026:ごはんをたべたら宿屋に行こう
「お互い無事に森から帰ってこられたことを祝して、カンパイね」
俺とサンは小さな酒場の片隅で、ささやくようにグラスを合わせた。
俺たちは未成年なのでグラスの中身はそれっぽいジュースだ。
ミノル・エールというこの飲み物はこの世界でのノンアルコール・ビールみたいなものらしい。
意外と苦い。
「今日はおたがい大変だったな」
「本当よ。クエストが達成できたのはクモルのおかげなのに、説明しようとしてもぜんぜん話も聞いてくれないし……本人はすぐどこかに消えてるし」
ジトっとした目で見てくる。
自由にして良いとは言ったものの、本当に一人で置いて行かれるとは思っていなかったらしい。
「みんなで楽しそうにしてたからな。

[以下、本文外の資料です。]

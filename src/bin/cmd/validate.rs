// SPDX-FileCopyrightText: 2026 ArcheBase
//
// SPDX-License-Identifier: MulanPSL-2.0

//! Validate command - check that a file loads and is well formed.

use std::path::PathBuf;

use clap::Args;

use crate::common::Result;
use robodata::{DataManager, FileFormat};

/// Check that a file loads and is well formed.
#[derive(Args, Clone, Debug)]
pub struct ValidateCmd {
    /// File or store to check
    #[arg(value_name = "PATH")]
    path: PathBuf,

    /// Format (hdf5, zarr, rlds, lerobot, json, pickle, numpy, auto)
    #[arg(long, default_value = "auto")]
    format: FileFormat,
}

impl ValidateCmd {
    pub fn run(self, manager: &DataManager) -> Result<()> {
        let format = manager.registry().resolve(self.format, &self.path);
        if manager.validate(&self.path, format)? {
            println!("{}: valid {format}", self.path.display());
            Ok(())
        } else {
            anyhow::bail!("{}: not valid {format} data", self.path.display())
        }
    }
}
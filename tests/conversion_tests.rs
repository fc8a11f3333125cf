// SPDX-FileCopyrightText: 2026 ArcheBase
//
// SPDX-License-Identifier: MulanPSL-2.0

//! Single-file conversion tests.

mod common;

use common::{assert_standard_episode, standard_episode, stepped_episode, temp_dir};
use robodata::{DataManager, ErrorKind, FileFormat, Group, Value};

#[test]
fn test_zarr_to_json() {
    let (dir, _guard) = temp_dir("conv_zarr_json");
    let source = dir.join("episode.zarr");
    let target = dir.join("episode.json");
    let manager = DataManager::new();

    manager.save(&standard_episode(), &source, FileFormat::Zarr).unwrap();
    manager
        .convert(&source, &target, FileFormat::Zarr, FileFormat::Json)
        .unwrap();

    let text = std::fs::read_to_string(&target).unwrap();
    let doc: serde_json::Value = serde_json::from_str(&text).unwrap();
    let observations = doc["observations"].as_array().unwrap();
    assert_eq!(observations.len(), 100);
    assert_eq!(observations[0].as_array().unwrap().len(), 10);
    assert_eq!(doc["metadata"]["task"], "pick_and_place");
    assert_eq!(doc["metadata"]["episode_length"], 100);

    assert_standard_episode(&manager.load(&target, FileFormat::Auto).unwrap());
}

#[test]
fn test_auto_matches_explicit_formats() {
    let (dir, _guard) = temp_dir("conv_auto");
    let source = dir.join("episode.zarr");
    let explicit = dir.join("explicit.pkl");
    let auto = dir.join("auto.pkl");
    let manager = DataManager::new();

    manager.save(&standard_episode(), &source, FileFormat::Auto).unwrap();
    manager
        .convert(&source, &explicit, FileFormat::Zarr, FileFormat::Pickle)
        .unwrap();
    manager
        .convert(&source, &auto, FileFormat::Auto, FileFormat::Auto)
        .unwrap();

    assert_eq!(
        manager.load(&explicit, FileFormat::Auto).unwrap(),
        manager.load(&auto, FileFormat::Auto).unwrap()
    );
}

#[test]
fn test_json_to_zarr_preserves_values() {
    let (dir, _guard) = temp_dir("conv_json_zarr");
    let source = dir.join("episode.json");
    let target = dir.join("nested").join("episode.zarr");
    let manager = DataManager::new();

    manager.save(&standard_episode(), &source, FileFormat::Auto).unwrap();
    manager
        .convert(&source, &target, FileFormat::Auto, FileFormat::Auto)
        .unwrap();

    assert_eq!(manager.load(&target, FileFormat::Zarr).unwrap(), standard_episode());
}

#[test]
fn test_rlds_to_lerobot() {
    let (dir, _guard) = temp_dir("conv_rlds_lerobot");
    let source = dir.join("dataset.tfrecord");
    let target = dir.join("dataset.json");
    let manager = DataManager::new();

    let mut data = Group::new();
    data.insert(
        "episodes".into(),
        Value::List(vec![
            Value::Group(stepped_episode(0, 3)),
            Value::Group(stepped_episode(1, 2)),
        ]),
    );
    manager.save(&data, &source, FileFormat::Rlds).unwrap();
    manager
        .convert(&source, &target, FileFormat::Rlds, FileFormat::LeRobot)
        .unwrap();

    let loaded = manager.load(&target, FileFormat::LeRobot).unwrap();
    let episodes = loaded["episodes"].as_list().unwrap();
    assert_eq!(episodes.len(), 2);
    let steps = episodes[1].as_group().unwrap()["steps"].as_list().unwrap();
    assert_eq!(steps.len(), 2);
}

#[test]
fn test_zarr_to_numpy() {
    let (dir, _guard) = temp_dir("conv_zarr_numpy");
    let source = dir.join("episode.zarr");
    let target = dir.join("episode.npz");
    let manager = DataManager::new();

    manager.save(&standard_episode(), &source, FileFormat::Auto).unwrap();
    manager
        .convert(&source, &target, FileFormat::Auto, FileFormat::Auto)
        .unwrap();

    assert!(std::fs::read(&target).unwrap().starts_with(b"PK"));
    let loaded = manager.load(&target, FileFormat::Numpy).unwrap();
    assert_eq!(loaded["metadata"].as_group().unwrap()["task"], Value::from("pick_and_place"));
    assert_eq!(loaded, standard_episode());
}

#[test]
fn test_missing_source() {
    let (dir, _guard) = temp_dir("conv_missing");
    let err = DataManager::new()
        .convert(
            dir.join("absent.zarr"),
            dir.join("out.json"),
            FileFormat::Auto,
            FileFormat::Auto,
        )
        .unwrap_err();

    assert_eq!(err.kind(), ErrorKind::PathNotFound);
    assert!(!dir.join("out.json").exists());
}

#[test]
fn test_corrupt_source() {
    let (dir, _guard) = temp_dir("conv_corrupt");
    let source = dir.join("broken.json");
    common::write_garbage(&source);

    let err = DataManager::new()
        .convert(&source, dir.join("out.pkl"), FileFormat::Auto, FileFormat::Auto)
        .unwrap_err();
    assert!(err.is_validation());
}

#[test]
fn test_top_level_helpers() {
    let (dir, _guard) = temp_dir("conv_helpers");
    let path = dir.join("episode.pkl");

    robodata::save(&standard_episode(), &path).unwrap();
    assert_eq!(robodata::load(&path).unwrap(), standard_episode());
}
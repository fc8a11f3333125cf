// SPDX-FileCopyrightText: 2026 ArcheBase
//
// SPDX-License-Identifier: MulanPSL-2.0

//! Format registry.
//!
//! Maps format identifiers to loader factories and (source, target) pairs
//! to converter factories. A registry built with
//! [`FormatRegistry::with_builtin_loaders`] knows every codec compiled into
//! this build and the standard converter between every pair of them.

use std::collections::HashMap;
use std::path::Path;
use std::sync::Arc;

use super::error::{DataError, Result};
use super::value::Group;
use super::FileFormat;
use crate::config::RdmConfig;
use crate::convert::StandardConverter;
use crate::io::detection::detect_format;
use crate::io::formats::Codec;
use crate::io::traits::{AccessMode, FormatCodec};

/// Constructs codecs for one format.
///
/// Implemented for any `Fn(&Path, AccessMode, &RdmConfig) ->
/// Result<Box<dyn FormatCodec>>`.
pub trait LoaderFactory: Send + Sync {
    /// Bind a codec to `path`.
    fn create(&self, path: &Path, mode: AccessMode, config: &RdmConfig)
        -> Result<Box<dyn FormatCodec>>;
}

impl<F> LoaderFactory for F
where
    F: Fn(&Path, AccessMode, &RdmConfig) -> Result<Box<dyn FormatCodec>> + Send + Sync,
{
    fn create(
        &self,
        path: &Path,
        mode: AccessMode,
        config: &RdmConfig,
    ) -> Result<Box<dyn FormatCodec>> {
        self(path, mode, config)
    }
}

/// Reshapes a loaded value for a target format.
pub trait DataConverter: Send + Sync {
    /// Convert `data`, consuming it.
    fn convert(&self, data: Group) -> Result<Group>;
}

/// Constructs converters for one (source, target) pair.
///
/// Implemented for any `Fn() -> Box<dyn DataConverter>`.
pub trait ConverterFactory: Send + Sync {
    /// Create a converter.
    fn create(&self) -> Box<dyn DataConverter>;
}

impl<F> ConverterFactory for F
where
    F: Fn() -> Box<dyn DataConverter> + Send + Sync,
{
    fn create(&self) -> Box<dyn DataConverter> {
        self()
    }
}

/// Loader for a built-in codec.
struct BuiltinLoader(FileFormat);

impl LoaderFactory for BuiltinLoader {
    fn create(
        &self,
        path: &Path,
        mode: AccessMode,
        config: &RdmConfig,
    ) -> Result<Box<dyn FormatCodec>> {
        Ok(Box::new(Codec::open(self.0, path, mode, config)?))
    }
}

/// Registry of loaders and converters.
#[derive(Clone, Default)]
pub struct FormatRegistry {
    loaders: HashMap<FileFormat, Arc<dyn LoaderFactory>>,
    converters: HashMap<(FileFormat, FileFormat), Arc<dyn ConverterFactory>>,
}

impl FormatRegistry {
    /// Create an empty registry.
    pub fn new() -> Self {
        Self::default()
    }

    /// Create a registry with every built-in codec and the standard
    /// converter for each ordered pair of distinct built-in formats.
    pub fn with_builtin_loaders() -> Self {
        let mut registry = Self::new();
        let formats = Codec::available_formats();

        for &format in &formats {
            registry.register_loader(format, BuiltinLoader(format));
        }
        for &source in &formats {
            for &target in &formats {
                if source != target {
                    registry.register_converter(source, target, move || {
                        Box::new(StandardConverter::new(target)) as Box<dyn DataConverter>
                    });
                }
            }
        }

        tracing::debug!(
            loaders = registry.loader_count(),
            converters = registry.converter_count(),
            "Registered built-in formats"
        );
        registry
    }

    /// Bind a loader factory to `format`, replacing any existing binding.
    pub fn register_loader(&mut self, format: FileFormat, factory: impl LoaderFactory + 'static) {
        self.loaders.insert(format, Arc::new(factory));
    }

    /// Bind a converter factory to a (source, target) pair, replacing any
    /// existing binding.
    pub fn register_converter(
        &mut self,
        source: FileFormat,
        target: FileFormat,
        factory: impl ConverterFactory + 'static,
    ) {
        self.converters.insert((source, target), Arc::new(factory));
    }

    /// Detect a format from the path suffix alone.
    pub fn detect(&self, path: &Path) -> FileFormat {
        detect_format(path)
    }

    /// Resolve `Auto` from the path; other formats are returned unchanged.
    pub fn resolve(&self, format: FileFormat, path: &Path) -> FileFormat {
        if format.is_auto() {
            detect_format(path)
        } else {
            format
        }
    }

    /// Bind a codec for `format` (resolved against `path`) to `path`.
    ///
    /// Fails with [`DataError::UnregisteredFormat`] before touching the
    /// filesystem when no loader is bound.
    pub fn open(
        &self,
        path: &Path,
        format: FileFormat,
        mode: AccessMode,
        config: &RdmConfig,
    ) -> Result<Box<dyn FormatCodec>> {
        let format = self.resolve(format, path);
        self.loader(format)?.create(path, mode, config)
    }

    /// Get the loader bound to `format`.
    pub fn loader(&self, format: FileFormat) -> Result<&dyn LoaderFactory> {
        self.loaders
            .get(&format)
            .map(|factory| factory.as_ref())
            .ok_or_else(|| DataError::unregistered_loader(format))
    }

    /// Create the converter bound to (source, target), if any.
    pub fn converter(&self, source: FileFormat, target: FileFormat) -> Option<Box<dyn DataConverter>> {
        self.converters.get(&(source, target)).map(|f| f.create())
    }

    /// Formats with a bound loader, in declaration order.
    pub fn formats(&self) -> Vec<FileFormat> {
        let mut formats: Vec<FileFormat> = self.loaders.keys().copied().collect();
        formats.sort();
        formats
    }

    /// Check if a loader is bound to `format`.
    pub fn has_loader(&self, format: FileFormat) -> bool {
        self.loaders.contains_key(&format)
    }

    /// Number of loader bindings.
    pub fn loader_count(&self) -> usize {
        self.loaders.len()
    }

    /// Number of converter bindings.
    pub fn converter_count(&self) -> usize {
        self.converters.len()
    }
}

impl std::fmt::Debug for FormatRegistry {
    fn fmt(&self, f: &mut std::fmt::Formatter<'_>) -> std::fmt::Result {
        f.debug_struct("FormatRegistry")
            .field("formats", &self.formats())
            .field("converters", &self.converter_count())
            .finish()
    }
}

部外者が割って入るのも良くないかと思って」
「もう、女の子が大勢に囲まれていたら助けるモノなの!」
「そうなのか?」
「そうなの! それに、私とクモルの仲でしょ~? 部外者なんて言わないでよぉ」
「……サン、もしかして酔ってるのか?」
ほんのりと赤く染まった頬にゆるんだ口元、いつもよりトロンとした話し方。
アルコールは入ってないはずなのに、しかも一杯だけですっかり出来上がった様子である。

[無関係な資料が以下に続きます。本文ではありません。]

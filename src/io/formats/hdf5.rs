// SPDX-FileCopyrightText: 2026 ArcheBase
//
// SPDX-License-Identifier: MulanPSL-2.0

//! HDF5 files, backed by the system HDF5 library.
//!
//! Groups map to HDF5 groups and leaves to datasets. Non-scalar datasets
//! are written chunked with gzip (deflate) compression at the configured
//! level; if the filter is unavailable the dataset is written uncompressed.
//! Strings are written variable-length UTF-8. Fixed-length ASCII and UTF-8
//! datasets, as written by h5py for NumPy `S` and `U` arrays, are read with
//! their NUL padding removed. Leaves that are not homogeneous arrays are
//! stored as string datasets.

use std::path::{Path, PathBuf};

use hdf5::types::{
    FixedAscii, FixedUnicode, FloatSize, IntSize, TypeDescriptor, VarLenAscii, VarLenUnicode,
};
use hdf5::H5Type;

use crate::config::RdmConfig;
use crate::core::value::coerce_leaf;
use crate::core::{ArrayData, DataError, Group, NdArray, Result, Value, MAX_DEPTH};
use crate::io::metadata::MetadataRecord;
use crate::io::staging;
use crate::io::traits::{check_depth, require_exists, AccessMode, FormatCodec};
use crate::FileFormat;

/// Codec for `.h5` / `.hdf5` files.
#[derive(Debug, Clone)]
pub struct Hdf5Codec {
    path: PathBuf,
    compression: Option<u8>,
}

impl Hdf5Codec {
    /// Bind a codec to `path` with a deflate level (`None` disables it).
    pub fn new(path: impl Into<PathBuf>, compression: Option<u8>) -> Self {
        Self {
            path: path.into(),
            compression,
        }
    }

    /// Bind a codec, checking that the path exists when reading.
    pub fn open(path: &Path, mode: AccessMode, config: &RdmConfig) -> Result<Self> {
        require_exists(path, mode)?;
        Ok(Self::new(path, config.formats.hdf5.compression))
    }

    fn write_group(&self, parent: &hdf5::Group, group: &Group) -> std::result::Result<(), String> {
        for (key, value) in group {
            check_key(key)?;
            match value {
                Value::Group(inner) => {
                    let child = parent.create_group(key).map_err(|e| format!("{key}: {e}"))?;
                    self.write_group(&child, inner)?;
                }
                leaf => {
                    let coerced =
                        coerce_leaf(leaf, key).ok_or_else(|| format!("{key}: not a leaf"))?;
                    self.write_array(parent, key, &coerced.array)
                        .map_err(|e| format!("{key}: {e}"))?;
                }
            }
        }
        Ok(())
    }

    fn write_array(
        &self,
        parent: &hdf5::Group,
        name: &str,
        array: &NdArray,
    ) -> std::result::Result<(), String> {
        let shape = array.shape();
        let level = self.compression;
        let result = match array.data() {
            ArrayData::Bool(v) => write_dataset(parent, name, shape, v, level),
            ArrayData::Int8(v) => write_dataset(parent, name, shape, v, level),
            ArrayData::Int16(v) => write_dataset(parent, name, shape, v, level),
            ArrayData::Int32(v) => write_dataset(parent, name, shape, v, level),
            ArrayData::Int64(v) => write_dataset(parent, name, shape, v, level),
            ArrayData::UInt8(v) => write_dataset(parent, name, shape, v, level),
            ArrayData::UInt16(v) => write_dataset(parent, name, shape, v, level),
            ArrayData::UInt32(v) => write_dataset(parent, name, shape, v, level),
            ArrayData::UInt64(v) => write_dataset(parent, name, shape, v, level),
            ArrayData::Float32(v) => write_dataset(parent, name, shape, v, level),
            ArrayData::Float64(v) => write_dataset(parent, name, shape, v, level),
            ArrayData::String(v) => {
                let strings = v
                    .iter()
                    .map(|s| s.parse::<VarLenUnicode>().map_err(|e| e.to_string()))
                    .collect::<std::result::Result<Vec<_>, _>>()?;
                write_dataset(parent, name, shape, &strings, level)
            }
        };
        result.map_err(|e| e.to_string())
    }
}

impl FormatCodec for Hdf5Codec {
    fn format(&self) -> FileFormat {
        FileFormat::Hdf5
    }

    fn path(&self) -> &Path {
        &self.path
    }

    fn load(&self) -> Result<Group> {
        let invalid = |msg: String| DataError::validation(FileFormat::Hdf5, &self.path, msg);
        let file = hdf5::File::open(&self.path).map_err(|e| invalid(e.to_string()))?;
        let data = read_group(&file, 1).map_err(invalid)?;

        tracing::info!(path = %self.path.display(), keys = data.len(), "Loaded HDF5 file");
        Ok(data)
    }

    fn save(&self, data: &Group, target: Option<&Path>) -> Result<()> {
        let target = target.unwrap_or(&self.path);
        let persist = |msg: String| DataError::persistence(FileFormat::Hdf5, target, msg);

        check_depth(data).map_err(persist)?;
        staging::write_with(target, FileFormat::Hdf5, |staging| {
            let file = hdf5::File::create(staging).map_err(|e| persist(e.to_string()))?;
            self.write_group(&file, data).map_err(persist)?;
            file.close().map_err(|e| persist(e.to_string()))
        })?;

        tracing::info!(path = %target.display(), compression = ?self.compression, "Saved HDF5 file");
        Ok(())
    }

    fn validate(&self, data: &Group) -> bool {
        match check_depth(data).and_then(|_| check_keys(data)) {
            Ok(()) => true,
            Err(msg) => {
                tracing::warn!(path = %self.path.display(), reason = %msg, "HDF5 validation failed");
                false
            }
        }
    }

    fn metadata(&self) -> MetadataRecord {
        let mut record = MetadataRecord::for_path(&self.path, FileFormat::Hdf5);
        let (major, minor, patch) = hdf5::library_version();
        record.insert_detail("hdf5_version", format!("{major}.{minor}.{patch}"));
        if let Ok(file) = hdf5::File::open(&self.path) {
            let (groups, datasets) = count_members(&file);
            record.insert_detail("groups", groups);
            record.insert_detail("datasets", datasets);
        }
        record
    }
}

fn check_key(key: &str) -> std::result::Result<(), String> {
    if key.is_empty() || key == "." || key.contains('/') {
        return Err(format!("'{key}' is not a valid HDF5 link name"));
    }
    Ok(())
}

fn check_keys(group: &Group) -> std::result::Result<(), String> {
    for (key, value) in group {
        check_key(key)?;
        if let Value::Group(inner) = value {
            check_keys(inner)?;
        }
    }
    Ok(())
}

fn write_dataset<T: H5Type>(
    parent: &hdf5::Group,
    name: &str,
    shape: &[usize],
    data: &[T],
    level: Option<u8>,
) -> hdf5::Result<()> {
    if shape.is_empty() {
        let ds = parent.new_dataset::<T>().shape(()).create(name)?;
        return ds.write_raw(data);
    }

    // Chunked layouts need every dimension to be non-zero
    if let Some(level) = level.filter(|_| !shape.contains(&0)) {
        let compressed = parent
            .new_dataset::<T>()
            .shape(shape.to_vec())
            .chunk(shape.to_vec())
            .deflate(level)
            .create(name);
        match compressed {
            Ok(ds) => return ds.write_raw(data),
            Err(e) => tracing::warn!(
                dataset = name,
                error = %e,
                "Deflate filter unavailable, writing uncompressed"
            ),
        }
    }

    let ds = parent.new_dataset::<T>().shape(shape.to_vec()).create(name)?;
    ds.write_raw(data)
}

/// Final path component of an HDF5 object name.
fn base_name(full: &str) -> String {
    full.rsplit('/').next().unwrap_or(full).to_string()
}

fn read_group(group: &hdf5::Group, depth: usize) -> std::result::Result<Group, String> {
    if depth > MAX_DEPTH {
        return Err(format!("nesting deeper than {MAX_DEPTH} levels"));
    }

    let mut out = Group::new();
    for child in group.groups().map_err(|e| e.to_string())? {
        out.insert(base_name(&child.name()), Value::Group(read_group(&child, depth + 1)?));
    }
    for ds in group.datasets().map_err(|e| e.to_string())? {
        let name = base_name(&ds.name());
        let array = read_dataset(&ds).map_err(|e| format!("{name}: {e}"))?;
        out.insert(name, Value::from_array(array));
    }
    Ok(out)
}

/// Read a fixed-length string dataset through the narrowest buffer type
/// wider than `$len` bytes. HDF5 converts between string widths.
macro_rules! read_fixed {
    ($ds:expr, $ty:ident, $len:expr, [$($width:literal),+]) => {
        match $len {
            $(len if len < $width => $ds
                .read_raw::<$ty<$width>>()
                .map_err(|e| e.to_string())?
                .iter()
                .map(|s| s.as_str().trim_end_matches('\0').to_string())
                .collect::<Vec<String>>(),)+
            len => return Err(format!("fixed-length strings of {len} bytes are not supported")),
        }
    };
}

fn read_dataset(ds: &hdf5::Dataset) -> std::result::Result<NdArray, String> {
    let descriptor = ds
        .dtype()
        .and_then(|t| t.to_descriptor())
        .map_err(|e| e.to_string())?;
    let e = |e: hdf5::Error| e.to_string();

    let data = match descriptor {
        TypeDescriptor::Boolean => ArrayData::Bool(ds.read_raw::<bool>().map_err(e)?),
        TypeDescriptor::Integer(IntSize::U1) => ArrayData::Int8(ds.read_raw::<i8>().map_err(e)?),
        TypeDescriptor::Integer(IntSize::U2) => ArrayData::Int16(ds.read_raw::<i16>().map_err(e)?),
        TypeDescriptor::Integer(IntSize::U4) => ArrayData::Int32(ds.read_raw::<i32>().map_err(e)?),
        TypeDescriptor::Integer(IntSize::U8) => ArrayData::Int64(ds.read_raw::<i64>().map_err(e)?),
        TypeDescriptor::Unsigned(IntSize::U1) => ArrayData::UInt8(ds.read_raw::<u8>().map_err(e)?),
        TypeDescriptor::Unsigned(IntSize::U2) => {
            ArrayData::UInt16(ds.read_raw::<u16>().map_err(e)?)
        }
        TypeDescriptor::Unsigned(IntSize::U4) => {
            ArrayData::UInt32(ds.read_raw::<u32>().map_err(e)?)
        }
        TypeDescriptor::Unsigned(IntSize::U8) => {
            ArrayData::UInt64(ds.read_raw::<u64>().map_err(e)?)
        }
        TypeDescriptor::Float(FloatSize::U4) => {
            ArrayData::Float32(ds.read_raw::<f32>().map_err(e)?)
        }
        TypeDescriptor::Float(FloatSize::U8) => {
            ArrayData::Float64(ds.read_raw::<f64>().map_err(e)?)
        }
        TypeDescriptor::VarLenUnicode => ArrayData::String(
            ds.read_raw::<VarLenUnicode>()
                .map_err(e)?
                .iter()
                .map(|s| s.as_str().to_string())
                .collect(),
        ),
        TypeDescriptor::VarLenAscii => ArrayData::String(
            ds.read_raw::<VarLenAscii>()
                .map_err(e)?
                .iter()
                .map(|s| s.as_str().to_string())
                .collect(),
        ),
        TypeDescriptor::FixedAscii(len) => ArrayData::String(read_fixed!(
            ds,
            FixedAscii,
            len,
            [16, 64, 256, 1024, 4096, 16384]
        )),
        TypeDescriptor::FixedUnicode(len) => ArrayData::String(read_fixed!(
            ds,
            FixedUnicode,
            len,
            [16, 64, 256, 1024, 4096, 16384]
        )),
        other => return Err(format!("unsupported dataset type {other}")),
    };

    NdArray::new(ds.shape(), data).map_err(|e| e.to_string())
}

fn count_members(group: &hdf5::Group) -> (usize, usize) {
    let mut groups = 0;
    let mut datasets = group.datasets().map(|d| d.len()).unwrap_or(0);
    for child in group.groups().unwrap_or_default() {
        let (g, d) = count_members(&child);
        groups += 1 + g;
        datasets += d;
    }
    (groups, datasets)
}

「酔ってな~い! もう……次からはちゃんと私のこと、助けにきてよね?」
言葉とは裏腹に、怒っているというよりは楽しんでいるような表情だ。
上目遣いとトロトロに溶けだしそうな笑顔の同時攻撃はもはや扇情的ですらある。
こうして見てもたしかにサンは魅力的だ。
こんな可愛い女の子、男どもが放って置くはずもない。
狼の群れに迷い込んだ子羊を想像する。
たしかに良くないな。
「わかった。次からはそうしよう」
「うん。期待してるわね!」
ここは最初に予定していたサンお気に入りのお店ではなく、別の小さな店だ。
サンはギルドで冒険者たちに囲まれ続けていたのがうんざりだったようで、夜は騒がしくない場所を希望した。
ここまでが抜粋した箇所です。